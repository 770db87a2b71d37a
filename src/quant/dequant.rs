//! CPU dequantization of single blocks
//!
//! Element order follows ggml: in the 4- and 5-bit formats the low nibble
//! of byte `j` is element `j` and the high nibble is element `j + 16`.

use super::format::QuantFormat;
use crate::error::{Error, Result};
use half::f16;

const QK: usize = 32;

#[inline]
fn f16_at(block: &[u8], at: usize) -> f32 {
    f16::from_le_bytes([block[at], block[at + 1]]).to_f32()
}

/// Dequantize exactly one block of `format` into `out[..32]`
pub fn dequantize_block(format: QuantFormat, block: &[u8], out: &mut [f32]) -> Result<()> {
    if block.len() < format.block_bytes() || out.len() < QK {
        return Err(Error::InvalidArgument {
            arg: "block",
            reason: format!(
                "{format} needs {} input bytes and {QK} outputs, got {} and {}",
                format.block_bytes(),
                block.len(),
                out.len()
            ),
        });
    }
    let out = &mut out[..QK];
    match format {
        QuantFormat::Q4_0 => {
            let d = f16_at(block, 0);
            let qs = &block[2..18];
            for j in 0..QK / 2 {
                out[j] = ((qs[j] & 0x0F) as i32 - 8) as f32 * d;
                out[j + QK / 2] = ((qs[j] >> 4) as i32 - 8) as f32 * d;
            }
        }
        QuantFormat::Q4_1 => {
            let d = f16_at(block, 0);
            let m = f16_at(block, 2);
            let qs = &block[4..20];
            for j in 0..QK / 2 {
                out[j] = (qs[j] & 0x0F) as f32 * d + m;
                out[j + QK / 2] = (qs[j] >> 4) as f32 * d + m;
            }
        }
        QuantFormat::Q5_0 => {
            let d = f16_at(block, 0);
            let qh = u32::from_le_bytes([block[2], block[3], block[4], block[5]]);
            let qs = &block[6..22];
            for j in 0..QK / 2 {
                let (lo, hi) = five_bit(qs[j], qh, j);
                out[j] = (lo as i32 - 16) as f32 * d;
                out[j + QK / 2] = (hi as i32 - 16) as f32 * d;
            }
        }
        QuantFormat::Q5_1 => {
            let d = f16_at(block, 0);
            let m = f16_at(block, 2);
            let qh = u32::from_le_bytes([block[4], block[5], block[6], block[7]]);
            let qs = &block[8..24];
            for j in 0..QK / 2 {
                let (lo, hi) = five_bit(qs[j], qh, j);
                out[j] = lo as f32 * d + m;
                out[j + QK / 2] = hi as f32 * d + m;
            }
        }
        QuantFormat::Q8_0 => {
            let d = f16_at(block, 0);
            for (o, &q) in out.iter_mut().zip(&block[2..34]) {
                *o = q as i8 as f32 * d;
            }
        }
        QuantFormat::Q8_1 => {
            // bytes 2..4 carry d * sum(qs), unused when dequantizing
            let d = f16_at(block, 0);
            for (o, &q) in out.iter_mut().zip(&block[4..36]) {
                *o = q as i8 as f32 * d;
            }
        }
    }
    Ok(())
}

/// Low and high 5-bit values packed at position `j`
#[inline]
fn five_bit(q: u8, qh: u32, j: usize) -> (u32, u32) {
    let lo = (q & 0x0F) as u32 | (((qh >> j) & 1) << 4);
    let hi = (q >> 4) as u32 | (((qh >> (j + 16)) & 1) << 4);
    (lo, hi)
}

/// Dequantize a run of whole blocks into `out`
pub fn dequantize_row(format: QuantFormat, blocks: &[u8], out: &mut [f32]) -> Result<()> {
    let n_blocks = blocks.len() / format.block_bytes();
    if out.len() != n_blocks * QK {
        return Err(Error::InvalidArgument {
            arg: "out",
            reason: format!("{} outputs for {n_blocks} {format} blocks", out.len()),
        });
    }
    for (block, chunk) in blocks
        .chunks_exact(format.block_bytes())
        .zip(out.chunks_exact_mut(QK))
    {
        dequantize_block(format, block, chunk)?;
    }
    Ok(())
}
+++
> **Task requirements**: Return every line of the entries above that the string "outputs" appears in.

> **Result of the task**:
                "{format} needs {} input bytes and {QK} outputs, got {} and {}",
            reason: format!("{} outputs for {n_blocks} {format} blocks", out.len()),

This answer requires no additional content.